··· PROVIDED ENTRIES ···

// src/core/ids.rs

//! Monotonic id factory producing per-connection unique ids for nodes and ops.
//!
//! Ids have the form `"<actor>:<counter>"`. Node ids and op ids draw from
//! separate counters. The counters never reset within a room's lifetime, so
//! ids stay unique even when a reconnect assigns a new actor.

/// Produces node ids and op ids for everything this client creates.
#[derive(Debug)]
pub struct IdFactory {
    actor: i32,
    next_node: u64,
    next_op: u64,
}

impl IdFactory {
    pub fn new(actor: i32) -> Self {
        Self {
            actor,
            next_node: 0,
            next_op: 0,
        }
    }

    /// Adopts the actor assigned by a fresh token. Counters keep increasing.
    pub fn rebase(&mut self, actor: i32) {
        self.actor = actor;
    }

    pub fn actor(&self) -> i32 {
        self.actor
    }

    pub fn generate_node_id(&mut self) -> String {
        let n = self.next_node;
        self.next_node += 1;
        format!("{}:{}", self.actor, n)
    }

    pub fn generate_op_id(&mut self) -> String {
        let n = self.next_op;
        self.next_op += 1;
        format!("{}:{}", self.actor, n)
    }
}
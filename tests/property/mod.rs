// tests/property/mod.rs

//! Property-based tests for liveroom
//!
//! These tests use property-based testing to verify invariants that should
//! always hold, regardless of input values.

pub mod position_test;
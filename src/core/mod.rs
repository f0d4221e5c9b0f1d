// src/core/mod.rs

//! The central module containing the core logic and data structures of the room runtime.

pub mod crdt;
pub mod errors;
pub mod events;
pub mod flush;
pub mod history;
pub mod ids;
pub mod ledger;
pub mod presence;
pub mod protocol;
pub mod room;
pub mod storage;

pub use errors::RoomError;
pub use protocol::Op;
pub use room::Room;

···

# REQUIREMENT
From the data above, copy each line exactly.

# OUTPUT BELOW
// src/core/ids.rs

//! Monotonic id factory producing per-connection unique ids for nodes and ops.
//!
//! Ids have the form `"<actor>:<counter>"`. Node ids and op ids draw from
//! separate counters. The counters never reset within a room's lifetime, so
//! ids stay unique even when a reconnect assigns a new actor.

/// Produces node ids and op ids for everything this client creates.
#[derive(Debug)]
pub struct IdFactory {
    actor: i32,
    next_node: u64,
    next_op: u64,
}

impl IdFactory {
    pub fn new(actor: i32) -> Self {
        Self {
            actor,
            next_node: 0,
            next_op: 0,
        }
    }

    /// Adopts the actor assigned by a fresh token. Counters keep increasing.
    pub fn rebase(&mut self, actor: i32) {
        self.actor = actor;
    }

    pub fn actor(&self) -> i32 {
        self.actor
    }

    pub fn generate_node_id(&mut self) -> String {
        let n = self.next_node;
        self.next_node += 1;
        format!("{}:{}", self.actor, n)
    }

    pub fn generate_op_id(&mut self) -> String {
        let n = self.next_op;
        self.next_op += 1;
        format!("{}:{}", self.actor, n)
    }
}
filename tests/property/mod.rs
// tests/property/mod.rs

//! Property-based tests for liveroom
//!
//! These tests use property-based testing to verify invariants that should
//! always hold, regardless of input values.

pub mod position_test;
filename src/core/mod.rs
repository f0d4221e5c9b0f1d
// src/core/mod.rs

//! The central module containing the core logic and data structures of the room runtime.

pub mod crdt;
pub mod errors;
pub mod events;
pub mod flush;
pub mod history;
pub mod ids;
pub mod ledger;
pub mod presence;
pub mod protocol;
pub mod room;
pub mod storage;

pub use errors::RoomError;
pub use protocol::Op;
pub use room::Room;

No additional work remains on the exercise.